It is tricky to conclude just how original any of Evans’s publications actually were, as the survival rate of his earliest titles is dismal. A few have survived in institutional collections. A copy of Tommy Truelove’s Present is in the Cotsen Children’s Library at Princeton University (where it is attributed to Evans, but to a date between 1792 and 1795, rather than the actual date of 1785), with the contemporary initials ‘HBG’ in a childish hand.18 A Concise History of All the Kings and Queens of England is in the library of the University of California, Los Angeles. Evidently, Evans was sufficiently encouraged to continue with new titles after the initial dozen. A copy of Pretty Pastime for Little Folks is in the Morgan Library & Museum, New York, and includes an advertisement for twenty-eight new books for children, sold wholesale at No. 42, Long Lane, West Smithfield, which includes all the titles Evans registered in 1785.19 The same list but with its own title added at the end of the ‘Threepenny Books’ is found at the end of Pretty Tales and Pretty Things for Good Children, bringing up to twenty-nine the titles produced by Evans in the 1780s or very early 1790s.20 Twenty-eight of these were priced at 3d. or less, which compares with the thirty-nine titles also at 3d. or less listed in John Marshall’s 1793 broadside advertisement for children’s books from Aldermary Churchyard. Evans seems to have been taking a calculated risk producing so many new titles all at once. Since he was perfectly placed as shop manager to gauge demand, he no doubt saw a gap in the market. Francis Newbery, John’s nephew, had done exactly the same thing when he started out.
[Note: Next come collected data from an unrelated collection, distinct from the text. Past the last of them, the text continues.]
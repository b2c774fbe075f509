//! Task creation, editing, placement and comments.

use crate::board::{
    domain::{Board, BoardColumn, BoardId, ColumnId},
    ports::{BoardRepository, BoardRepositoryError},
};
use crate::task::{
    domain::{
        Attachment, AttachmentDraft, Comment, Placement, Task, TaskDomainError, TaskDraft, TaskId,
        TaskMove, TaskStatus, TaskUpdate,
    },
    ports::{TaskRepository, TaskRepositoryError},
};
use crate::user::domain::{Session, Unauthorized, UserId};
use mockable::Clock;
use std::sync::Arc;
use thiserror::Error;

/// Service-level errors for task operations.
#[derive(Debug, Error)]
pub enum TaskServiceError {
    /// The session has no signed-in user.
    #[error(transparent)]
    Unauthorized(#[from] Unauthorized),
    /// The board does not exist or is not visible to the caller.
    #[error("board not found: {0}")]
    BoardNotFound(BoardId),
    /// The task does not exist or is not visible to the caller.
    #[error("task not found: {0}")]
    NotFound(TaskId),
    /// The column is not part of the task's board.
    #[error("column {column} does not belong to board {board}")]
    ColumnNotInBoard {
        /// Requested column.
        column: ColumnId,
        /// Board of the task.
        board: BoardId,
    },
    /// The board has no column for the requested lane.
    #[error("board {board} has no {status} column")]
    MissingLane {
        /// Board of the task.
        board: BoardId,
        /// Requested lane.
        status: TaskStatus,
    },
    /// The requested status and column describe different lanes.
    #[error("status {status} does not match column {column}")]
    StatusColumnMismatch {
        /// Requested status.
        status: TaskStatus,
        /// Requested column.
        column: ColumnId,
    },
    /// Domain validation failed.
    #[error(transparent)]
    Domain(#[from] TaskDomainError),
    /// Task repository operation failed.
    #[error(transparent)]
    Repository(#[from] TaskRepositoryError),
    /// Board repository operation failed.
    #[error(transparent)]
    Board(#[from] BoardRepositoryError),
}

/// Result type for task service operations.
pub type TaskServiceResult<T> = Result<T, TaskServiceError>;

/// Task orchestration service.
///
/// Every operation checks that the session user can access the board the
/// task lives on; inaccessible tasks are reported as missing.
#[derive(Clone)]
pub struct TaskService<T, B, C>
where
    T: TaskRepository,
    B: BoardRepository,
    C: Clock + Send + Sync,
{
    tasks: Arc<T>,
    boards: Arc<B>,
    clock: Arc<C>,
}

impl<T, B, C> TaskService<T, B, C>
where
    T: TaskRepository,
    B: BoardRepository,
    C: Clock + Send + Sync,
{
    /// Creates a new task service.
    #[must_use]
    pub const fn new(tasks: Arc<T>, boards: Arc<B>, clock: Arc<C>) -> Self {
        Self {
            tasks,
            boards,
            clock,
        }
    }

    /// Creates a task at the end of its column.
    ///
    /// The column defaults to the board's first; a status alone selects that
    /// lane's column.
    ///
    /// # Errors
    ///
    /// Returns [`TaskServiceError`] when the board is inaccessible, the
    /// requested lane is inconsistent or the draft is invalid.
    pub async fn create_task(
        &self,
        session: &Session,
        board_id: BoardId,
        draft: TaskDraft,
    ) -> TaskServiceResult<Task> {
        let user = session.require_user()?;
        let board = self.accessible_board(user, board_id).await?;
        let column = resolve_column(&board, draft.status, draft.column_id)?;
        let existing = self.tasks.list_for_board(board_id).await?;
        let order = existing
            .iter()
            .filter(|task| task.status() == column.key())
            .count();
        let placement = Placement {
            status: column.key(),
            column_id: column.id(),
            order: i32::try_from(order).unwrap_or(i32::MAX),
        };
        let task = Task::new(board_id, draft, placement, &*self.clock)?;
        self.tasks.store(&task).await?;
        tracing::info!(
            task_id = %task.id(),
            board_id = %board_id,
            status = %task.status(),
            "created task"
        );
        Ok(task)
    }

    /// Lists a board's tasks in board order.
    ///
    /// # Errors
    ///
    /// Returns [`TaskServiceError::BoardNotFound`] when the board is missing
    /// or inaccessible.
    pub async fn list_tasks(
        &self,
        session: &Session,
        board_id: BoardId,
    ) -> TaskServiceResult<Vec<Task>> {
        let user = session.require_user()?;
        self.accessible_board(user, board_id).await?;
        Ok(self.tasks.list_for_board(board_id).await?)
    }

    /// Returns one task.
    ///
    /// # Errors
    ///
    /// Returns [`TaskServiceError::NotFound`] when the task is missing or its
    /// board is inaccessible.
    pub async fn get_task(&self, session: &Session, id: TaskId) -> TaskServiceResult<Task> {
        let user = session.require_user()?;
        let (task, _) = self.accessible_task(user, id).await?;
        Ok(task)
    }

    /// Applies a partial update and returns the stored task.
    ///
    /// A status without a column re-derives the column from the board.
    ///
    /// # Errors
    ///
    /// Returns [`TaskServiceError`] when the task is inaccessible, the lane is
    /// inconsistent or a field is invalid.
    pub async fn update_task(
        &self,
        session: &Session,
        id: TaskId,
        update: TaskUpdate,
    ) -> TaskServiceResult<Task> {
        let user = session.require_user()?;
        let (mut task, board) = self.accessible_task(user, id).await?;
        if update.touches_placement() {
            let placement = resolve_update_placement(&board, &task, &update)?;
            task.place(placement);
        }
        task.apply_update(&update, &*self.clock)?;
        self.tasks.update(&task).await?;
        tracing::debug!(task_id = %id, status = %task.status(), order = task.order(), "updated task");
        Ok(task)
    }

    /// Applies a batch of placements atomically and returns the moved tasks.
    ///
    /// # Errors
    ///
    /// Returns [`TaskServiceError`] when any task is inaccessible or any
    /// placement names a column of another lane or board. Nothing is stored
    /// in that case.
    pub async fn apply_moves(
        &self,
        session: &Session,
        moves: Vec<TaskMove>,
    ) -> TaskServiceResult<Vec<Task>> {
        let user = session.require_user()?;
        let mut moved = Vec::with_capacity(moves.len());
        for mv in &moves {
            let (mut task, board) = self.accessible_task(user, mv.task_id).await?;
            let placement = mv.placement;
            if placement.order < 0 {
                return Err(TaskDomainError::NegativeOrder(placement.order).into());
            }
            let column = resolve_column(&board, Some(placement.status), Some(placement.column_id))?;
            task.place(Placement {
                status: column.key(),
                column_id: column.id(),
                order: placement.order,
            });
            moved.push(task);
        }
        if moves.is_empty() {
            return Ok(moved);
        }
        let updated_at = self.clock.utc();
        self.tasks.apply_moves(&moves, updated_at).await?;
        for task in &mut moved {
            task.set_updated_at(updated_at);
        }
        tracing::info!(count = moves.len(), "applied task moves");
        Ok(moved)
    }

    /// Deletes a task.
    ///
    /// # Errors
    ///
    /// Returns [`TaskServiceError::NotFound`] when the task is missing or
    /// inaccessible.
    pub async fn delete_task(&self, session: &Session, id: TaskId) -> TaskServiceResult<()> {
        let user = session.require_user()?;
        self.accessible_task(user, id).await?;
        self.tasks.delete(id).await?;
        tracing::info!(task_id = %id, "deleted task");
        Ok(())
    }

    /// Adds a comment authored by the session user.
    ///
    /// # Errors
    ///
    /// Returns [`TaskServiceError`] when the task is inaccessible or the
    /// content is blank.
    pub async fn add_comment(
        &self,
        session: &Session,
        id: TaskId,
        content: &str,
    ) -> TaskServiceResult<Comment> {
        let user = session.require_user()?;
        self.accessible_task(user, id).await?;
        let comment = Comment::new(id, user, content, &*self.clock)?;
        self.tasks.add_comment(&comment).await?;
        tracing::debug!(task_id = %id, comment_id = %comment.id(), "added comment");
        Ok(comment)
    }

    /// Attaches an uploaded file to a task.
    ///
    /// # Errors
    ///
    /// Returns [`TaskServiceError`] when the task is inaccessible or the
    /// metadata is incomplete.
    pub async fn add_attachment(
        &self,
        session: &Session,
        id: TaskId,
        draft: AttachmentDraft,
    ) -> TaskServiceResult<Attachment> {
        let user = session.require_user()?;
        self.accessible_task(user, id).await?;
        let attachment = Attachment::new(id, draft, &*self.clock)?;
        self.tasks.add_attachment(&attachment).await?;
        Ok(attachment)
    }

    async fn accessible_board(&self, user: UserId, id: BoardId) -> TaskServiceResult<Board> {
        self.boards
            .find_by_id(id)
            .await?
            .filter(|board| board.is_accessible_by(user))
            .ok_or(TaskServiceError::BoardNotFound(id))
    }

    async fn accessible_task(&self, user: UserId, id: TaskId) -> TaskServiceResult<(Task, Board)> {
        let task = self
            .tasks
            .find_by_id(id)
            .await?
            .ok_or(TaskServiceError::NotFound(id))?;
        let board = self
            .boards
            .find_by_id(task.board_id())
            .await?
            .filter(|board| board.is_accessible_by(user))
            .ok_or(TaskServiceError::NotFound(id))?;
        Ok((task, board))
    }
}

/// Picks the board column for an optional status and column pair.
fn resolve_column(
    board: &Board,
    status: Option<TaskStatus>,
    column_id: Option<ColumnId>,
) -> TaskServiceResult<BoardColumn> {
    let column = match (status, column_id) {
        (_, Some(column_id)) => board
            .column_by_id(column_id)
            .ok_or(TaskServiceError::ColumnNotInBoard {
                column: column_id,
                board: board.id(),
            })?,
        (Some(status), None) => board.column_for(status).ok_or(TaskServiceError::MissingLane {
            board: board.id(),
            status,
        })?,
        (None, None) => board.first_column().ok_or(TaskServiceError::MissingLane {
            board: board.id(),
            status: TaskStatus::Todo,
        })?,
    };
    if let Some(status) = status.filter(|status| *status != column.key()) {
        return Err(TaskServiceError::StatusColumnMismatch {
            status,
            column: column.id(),
        });
    }
    Ok(column.clone())
}

fn resolve_update_placement(
    board: &Board,
    task: &Task,
    update: &TaskUpdate,
) -> TaskServiceResult<Placement> {
    let order = update.order.unwrap_or_else(|| task.order());
    if order < 0 {
        return Err(TaskDomainError::NegativeOrder(order).into());
    }
    if update.status.is_none() && update.column_id.is_none() {
        return Ok(Placement { order, ..task.placement() });
    }
    let column = resolve_column(board, update.status, update.column_id)?;
    Ok(Placement {
        status: column.key(),
        column_id: column.id(),
        order,
    })
}
//! User-facing messages raised by dashboard flows.

use serde::Serialize;
use std::fmt;

/// Tone of a notice.
#[derive(Debug, Clone, Copy, PartialEq, Eq, Serialize)]
#[serde(rename_all = "snake_case")]
pub enum NoticeLevel {
    /// The action went through.
    Success,
    /// The action failed.
    Error,
}

/// A short message for the user.
#[derive(Debug, Clone, PartialEq, Eq, Serialize)]
pub struct Notice {
    /// Tone.
    pub level: NoticeLevel,
    /// Text shown to the user.
    pub message: String,
}

impl Notice {
    /// Creates a success notice.
    #[must_use]
    pub fn success(message: impl Into<String>) -> Self {
        Self {
            level: NoticeLevel::Success,
            message: message.into(),
        }
    }

    /// Creates an error notice.
    #[must_use]
    pub fn error(message: impl Into<String>) -> Self {
        Self {
            level: NoticeLevel::Error,
            message: message.into(),
        }
    }

    /// A drop was persisted.
    #[must_use]
    pub fn task_moved() -> Self {
        Self::success("Task moved successfully")
    }

    /// A drop failed and was reverted.
    #[must_use]
    pub fn move_reverted() -> Self {
        Self::error("Failed to move task. Changes have been reverted.")
    }

    /// The backend refused an anonymous session.
    #[must_use]
    pub fn sign_in_required() -> Self {
        Self::error("You must be signed in")
    }

    /// Returns whether this is an error notice.
    #[must_use]
    pub fn is_error(&self) -> bool {
        self.level == NoticeLevel::Error
    }
}

impl fmt::Display for Notice {
    fn fmt(&self, f: &mut fmt::Formatter<'_>) -> fmt::Result {
        f.write_str(&self.message)
    }
}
It is possibly no coincidence that almost all of Evans’s books were produced, from the beginning, at the lower end of the price range. He probably perceived that there was a relative shortage of children’s books available for families on a tighter budget but who had managed to acquire literacy, ‘for the Instruction and Amusement of Young Minds’, as John Marshall’s advertisement has it. Evans seems also to have tried, ostensibly, to undercut the bigger firms such as Newbery. His Puzzle Cap was sold at 2d., Newbery’s Puzzling Cap at 3d. Yet, caveat emptor — Evans’s edition was almost certainly forty-eight pages in extent, while Newbery’s ran to ninety-five pages.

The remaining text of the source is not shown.